▸ Material for the task
[Start of Attachment]

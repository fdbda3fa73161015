//! Cart route handlers.
//!
//! Every cart and checkout action answers with the cart panel. HTMX requests
//! get just the panel fragment; plain form posts get the whole marketplace
//! page so the site works without JavaScript.

use askama::Template;
use askama_web::WebTemplate;
use axum::{
    Form,
    extract::State,
    http::{HeaderMap, StatusCode},
    response::{AppendHeaders, IntoResponse, Response},
};
use serde::Deserialize;
use tracing::instrument;

use agritech_core::{
    AddressField, CartCommand, CartState, CheckoutError, CheckoutFlow, CheckoutStage,
    MAX_QUANTITY, OrderConfirmation, Product, ProductId, ShoppingSession,
};

use crate::error::{AppError, Result, add_breadcrumb};
use crate::filters;
use crate::middleware::CurrentShopper;
use crate::routes::marketplace::MarketplaceTemplate;
use crate::state::AppState;

/// Cart item display data for templates.
#[derive(Clone)]
pub struct CartItemView {
    pub product_id: String,
    pub name: String,
    pub image: String,
    pub quantity: u32,
    /// Quantity posted by the decrease button. Zero removes the line.
    pub dec_quantity: u32,
    /// Quantity posted by the increase button, capped at `MAX_QUANTITY`.
    pub inc_quantity: u32,
    pub price: String,
    pub line_price: String,
}

/// Cart display data for templates.
#[derive(Clone)]
pub struct CartView {
    pub items: Vec<CartItemView>,
    pub subtotal: String,
    /// Distinct products, shown in the cart badge.
    pub item_count: usize,
}

impl From<&CartState> for CartView {
    fn from(cart: &CartState) -> Self {
        Self {
            items: cart
                .lines()
                .iter()
                .map(|line| CartItemView {
                    product_id: line.product_id().to_string(),
                    name: line.product().name.clone(),
                    image: line.product().image.clone(),
                    quantity: line.quantity(),
                    dec_quantity: line.quantity().saturating_sub(1),
                    inc_quantity: line.quantity().saturating_add(1).min(MAX_QUANTITY),
                    price: line.product().price.display(),
                    line_price: line.line_total().display(),
                })
                .collect(),
            subtotal: cart.total().display(),
            item_count: cart.line_count(),
        }
    }
}

/// One delivery address input.
#[derive(Clone)]
pub struct AddressFieldView {
    pub key: &'static str,
    pub label: &'static str,
    pub value: String,
}

/// Checkout display data for templates.
#[derive(Clone)]
pub struct CheckoutView {
    pub stage: CheckoutStage,
    pub is_reviewing: bool,
    pub is_entering_address: bool,
    pub is_submitting: bool,
    pub fields: Vec<AddressFieldView>,
}

impl From<&CheckoutFlow> for CheckoutView {
    fn from(flow: &CheckoutFlow) -> Self {
        let stage = flow.stage();
        Self {
            stage,
            is_reviewing: stage == CheckoutStage::Reviewing,
            is_entering_address: stage == CheckoutStage::EnteringAddress,
            is_submitting: stage == CheckoutStage::Submitting,
            fields: AddressField::ALL
                .iter()
                .map(|&field| AddressFieldView {
                    key: field.key(),
                    label: field.label(),
                    value: flow.draft().get(field).to_string(),
                })
                .collect(),
        }
    }
}

/// Transient message shown above the cart.
#[derive(Clone)]
pub struct Notice {
    pub is_error: bool,
    pub title: &'static str,
    pub message: String,
}

impl Notice {
    #[must_use]
    pub fn success(title: &'static str, message: impl Into<String>) -> Self {
        Self {
            is_error: false,
            title,
            message: message.into(),
        }
    }

    #[must_use]
    pub fn error(title: &'static str, message: impl Into<String>) -> Self {
        Self {
            is_error: true,
            title,
            message: message.into(),
        }
    }
}

/// Everything the cart panel renders.
#[derive(Clone)]
pub struct PanelView {
    pub cart: CartView,
    pub checkout: CheckoutView,
    pub notice: Option<Notice>,
    pub confirmation: Option<OrderConfirmation>,
}

impl PanelView {
    #[must_use]
    pub fn new(session: &ShoppingSession) -> Self {
        Self {
            cart: CartView::from(session.cart()),
            checkout: CheckoutView::from(session.checkout()),
            notice: None,
            confirmation: None,
        }
    }

    #[must_use]
    pub fn with_notice(mut self, notice: Notice) -> Self {
        self.notice = Some(notice);
        self
    }
}

/// Cart panel fragment template (for HTMX).
#[derive(Template, WebTemplate)]
#[template(path = "partials/cart_panel.html")]
pub struct CartPanelTemplate {
    pub panel: PanelView,
}

/// A rendered answer to a cart or checkout action.
pub struct PanelReply {
    status: StatusCode,
    panel: PanelView,
    changed: bool,
}

impl PanelReply {
    #[must_use]
    pub fn new(panel: PanelView, changed: bool) -> Self {
        Self {
            status: StatusCode::OK,
            panel,
            changed,
        }
    }

    /// Panel carrying the error's notice and status. Nothing changed.
    #[must_use]
    pub fn error(err: &AppError, panel: PanelView) -> Self {
        err.report();
        let title = match err {
            AppError::Checkout(CheckoutError::InvalidAddress(_)) => "Missing Information",
            AppError::Checkout(_) => "Checkout",
            _ => "Order Failed",
        };
        Self {
            status: err.status(),
            panel: panel.with_notice(Notice::error(title, err.public_message())),
            changed: false,
        }
    }

    /// Override the status code.
    #[must_use]
    pub fn with_status(mut self, status: StatusCode) -> Self {
        self.status = status;
        self
    }

    /// Render the fragment or the full page depending on the request.
    pub fn render(self, state: &AppState, headers: &HeaderMap) -> Response {
        let trigger = AppendHeaders(self.changed.then_some(("HX-Trigger", "cart-updated")));
        if is_htmx(headers) {
            (
                self.status,
                trigger,
                CartPanelTemplate { panel: self.panel },
            )
                .into_response()
        } else {
            (
                self.status,
                trigger,
                MarketplaceTemplate::new(state, None, self.panel),
            )
                .into_response()
        }
    }
}

/// Whether the request came from HTMX.
#[must_use]
pub fn is_htmx(headers: &HeaderMap) -> bool {
    headers.contains_key("hx-request")
}

/// Look up a catalog product.
///
/// # Errors
///
/// Returns `AppError::NotFound` for unknown ids.
pub fn find_product(state: &AppState, id: &str) -> Result<Product> {
    state
        .catalog()
        .get(&ProductId::new(id))
        .cloned()
        .ok_or_else(|| AppError::NotFound(format!("product {id}")))
}

/// Product selection form data.
#[derive(Debug, Deserialize)]
pub struct ProductForm {
    pub product_id: String,
}

/// Update quantity form data.
#[derive(Debug, Deserialize)]
pub struct QuantityForm {
    pub product_id: String,
    pub quantity: u32,
}

/// Apply a cart command to the shopper's session and render the panel.
async fn apply_command(
    state: &AppState,
    shopper: &CurrentShopper,
    headers: &HeaderMap,
    command: CartCommand,
) -> Response {
    let reply = {
        let mut session = shopper.session.lock().await;
        match session.apply(command) {
            Ok(changed) => PanelReply::new(PanelView::new(&session), changed),
            Err(err) => PanelReply::error(&AppError::from(err), PanelView::new(&session)),
        }
    };
    reply.render(state, headers)
}

/// Display the cart panel.
#[instrument(skip(state, shopper, headers), fields(shopper = %shopper.id))]
pub async fn show(
    State(state): State<AppState>,
    shopper: CurrentShopper,
    headers: HeaderMap,
) -> Response {
    let panel = PanelView::new(&*shopper.session.lock().await);
    PanelReply::new(panel, false).render(&state, &headers)
}

/// Add one unit of a product to the cart.
#[instrument(skip(state, shopper, headers), fields(shopper = %shopper.id))]
pub async fn add(
    State(state): State<AppState>,
    shopper: CurrentShopper,
    headers: HeaderMap,
    Form(form): Form<ProductForm>,
) -> Result<Response> {
    let product = find_product(&state, &form.product_id)?;
    add_breadcrumb(
        "cart",
        "Added product",
        Some(&[("product_id", product.id.as_str())]),
    );
    Ok(apply_command(&state, &shopper, &headers, CartCommand::Add(product)).await)
}

/// Set a line's quantity. Zero removes the line.
#[instrument(skip(state, shopper, headers), fields(shopper = %shopper.id))]
pub async fn update(
    State(state): State<AppState>,
    shopper: CurrentShopper,
    headers: HeaderMap,
    Form(form): Form<QuantityForm>,
) -> Result<Response> {
    let product = find_product(&state, &form.product_id)?;
    let command = CartCommand::SetQuantity {
        product_id: product.id,
        quantity: form.quantity,
    };
    Ok(apply_command(&state, &shopper, &headers, command).await)
}

/// Remove a product's line.
#[instrument(skip(state, shopper, headers), fields(shopper = %shopper.id))]
pub async fn remove(
    State(state): State<AppState>,
    shopper: CurrentShopper,
    headers: HeaderMap,
    Form(form): Form<ProductForm>,
) -> Result<Response> {
    let product = find_product(&state, &form.product_id)?;
    Ok(apply_command(&state, &shopper, &headers, CartCommand::Remove(product.id)).await)
}

/// Empty the cart.
#[instrument(skip(state, shopper, headers), fields(shopper = %shopper.id))]
pub async fn clear(
    State(state): State<AppState>,
    shopper: CurrentShopper,
    headers: HeaderMap,
) -> Response {
    apply_command(&state, &shopper, &headers, CartCommand::Clear).await
}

[End of Attachment]

▸ Your instructions
From the records above, copy each line that contains the word "NotFound".

▸ Exercise response
/// Returns `AppError::NotFound` for unknown ids.
        .ok_or_else(|| AppError::NotFound(format!("product {id}")))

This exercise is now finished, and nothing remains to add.